Data to examine:
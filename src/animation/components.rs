//! Animation domain: animator parameters, playback state, and IK bindings.

use bevy::prelude::*;

/// Normalized parameters handed to the animation layer each frame.
///
/// `horizontal_speed` is the planar speed over the max horizontal speed;
/// `vertical_speed` is remapped from `[-jump_speed, jump_speed]` to
/// `[-1, 1]`.
#[derive(Component, Debug, Default)]
pub struct AnimatorParams {
    pub horizontal_speed: f32,
    pub vertical_speed: f32,
    pub grounded: bool,
}

/// Animation states for the character.
#[derive(Debug, Clone, Copy, PartialEq, Eq, Hash, Default)]
pub enum AnimationState {
    #[default]
    Idle,
    Run,
    Jump,
    Fall,
}

/// Normalized horizontal speed above which the character reads as running.
pub const RUN_THRESHOLD: f32 = 0.05;

/// Pick the animation state for the current animator parameters.
pub fn select_state(params: &AnimatorParams) -> AnimationState {
    if !params.grounded {
        if params.vertical_speed > 0.0 {
            AnimationState::Jump
        } else {
            AnimationState::Fall
        }
    } else if params.horizontal_speed > RUN_THRESHOLD {
        AnimationState::Run
    } else {
        AnimationState::Idle
    }
}

/// Component for frame-stepped animation playback.
#[derive(Component, Debug)]
pub struct AnimationController {
    /// Current animation state.
    pub state: AnimationState,
    /// Previous state (for detecting transitions).
    pub previous_state: AnimationState,
    /// Current frame index (0-based).
    pub current_frame: u32,
    /// Total frames in current animation.
    pub total_frames: u32,
    /// Time accumulator for frame timing.
    pub frame_timer: f32,
    /// Seconds per frame.
    pub frame_duration: f32,
    /// Whether the animation should loop.
    pub looping: bool,
}

impl Default for AnimationController {
    fn default() -> Self {
        Self {
            state: AnimationState::Idle,
            previous_state: AnimationState::Idle,
            current_frame: 0,
            total_frames: 4,
            frame_timer: 0.0,
            frame_duration: 0.15,
            looping: true,
        }
    }
}

impl AnimationController {
    /// Set the animation state, resetting frame progress if it changed.
    pub fn set_state(&mut self, state: AnimationState) {
        if self.state != state {
            self.previous_state = self.state;
            self.state = state;
            self.current_frame = 0;
            self.frame_timer = 0.0;

            self.looping = matches!(state, AnimationState::Idle | AnimationState::Run);

            self.total_frames = match state {
                AnimationState::Idle => 4,
                AnimationState::Run => 6,
                AnimationState::Jump => 2,
                AnimationState::Fall => 2,
            };
        }
    }

    /// Accumulate time and step at most one frame. Looping states wrap back
    /// to frame zero; non-looping states hold their final frame until the
    /// state changes.
    pub fn advance(&mut self, dt: f32) {
        self.frame_timer += dt;

        if self.frame_timer >= self.frame_duration {
            self.frame_timer -= self.frame_duration;
            self.current_frame += 1;

            if self.current_frame >= self.total_frames {
                if self.looping {
                    self.current_frame = 0;
                } else {
                    self.current_frame = self.total_frames - 1;
                }
            }
        }
    }
}

/// Inverse-kinematics goals mirrored onto effector entities.
#[derive(Debug, Clone, Copy, PartialEq, Eq)]
pub enum IkGoal {
    LeftHand,
    RightHand,
    LeftFoot,
    RightFoot,
}

/// Marker on a free-standing entity whose pose tracks a bound IK target.
#[derive(Component, Debug)]
pub struct IkEffector(pub IkGoal);

/// Optional target bindings, one per goal. Non-owning: targets are looked up
/// each frame and a missing or despawned target simply skips that goal.
#[derive(Component, Debug, Default)]
pub struct IkTargets {
    pub left_hand: Option<Entity>,
    pub right_hand: Option<Entity>,
    pub left_foot: Option<Entity>,
    pub right_foot: Option<Entity>,
}

impl IkTargets {
    pub fn target_for(&self, goal: IkGoal) -> Option<Entity> {
        match goal {
            IkGoal::LeftHand => self.left_hand,
            IkGoal::RightHand => self.right_hand,
            IkGoal::LeftFoot => self.left_foot,
            IkGoal::RightFoot => self.right_foot,
        }
    }

    pub fn iter_bound(&self) -> impl Iterator<Item = Entity> + '_ {
        [self.left_hand, self.right_hand, self.left_foot, self.right_foot]
            .into_iter()
            .flatten()
    }
}
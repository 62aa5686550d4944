//! Data definitions for the player tuning RON file.
//!
//! These structs mirror the structure in assets/data/player.ron and are used
//! for deserialization; startup applies them onto the tuning resources.

use serde::{Deserialize, Serialize};

#[derive(Debug, Clone, Deserialize, Serialize)]
pub struct PlayerTuningFile {
    pub schema_version: u32,
    pub movement: MovementDef,
    pub gravity: GravityDef,
    pub input: InputDef,
    pub camera: CameraDef,
}

#[derive(Debug, Clone, Deserialize, Serialize)]
pub struct MovementDef {
    pub acceleration: f32,
    pub deceleration: f32,
    pub max_horizontal_speed: f32,
    pub jump_speed: f32,
    pub jump_abort_speed: f32,
}

#[derive(Debug, Clone, Deserialize, Serialize)]
pub struct GravityDef {
    pub gravity: f32,
    pub grounded_gravity: f32,
    pub max_fall_speed: f32,
}

#[derive(Debug, Clone, Deserialize, Serialize)]
pub struct InputDef {
    pub dead_zone: f32,
}

#[derive(Debug, Clone, Deserialize, Serialize)]
pub struct CameraDef {
    pub smooth_speed: f32,
    pub offset: [f32; 3],
    pub look_depth: f32,
}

What is needed: Look through the listing and return each line containing the word "GravityDef".

Output:
    pub gravity: GravityDef,
pub struct GravityDef {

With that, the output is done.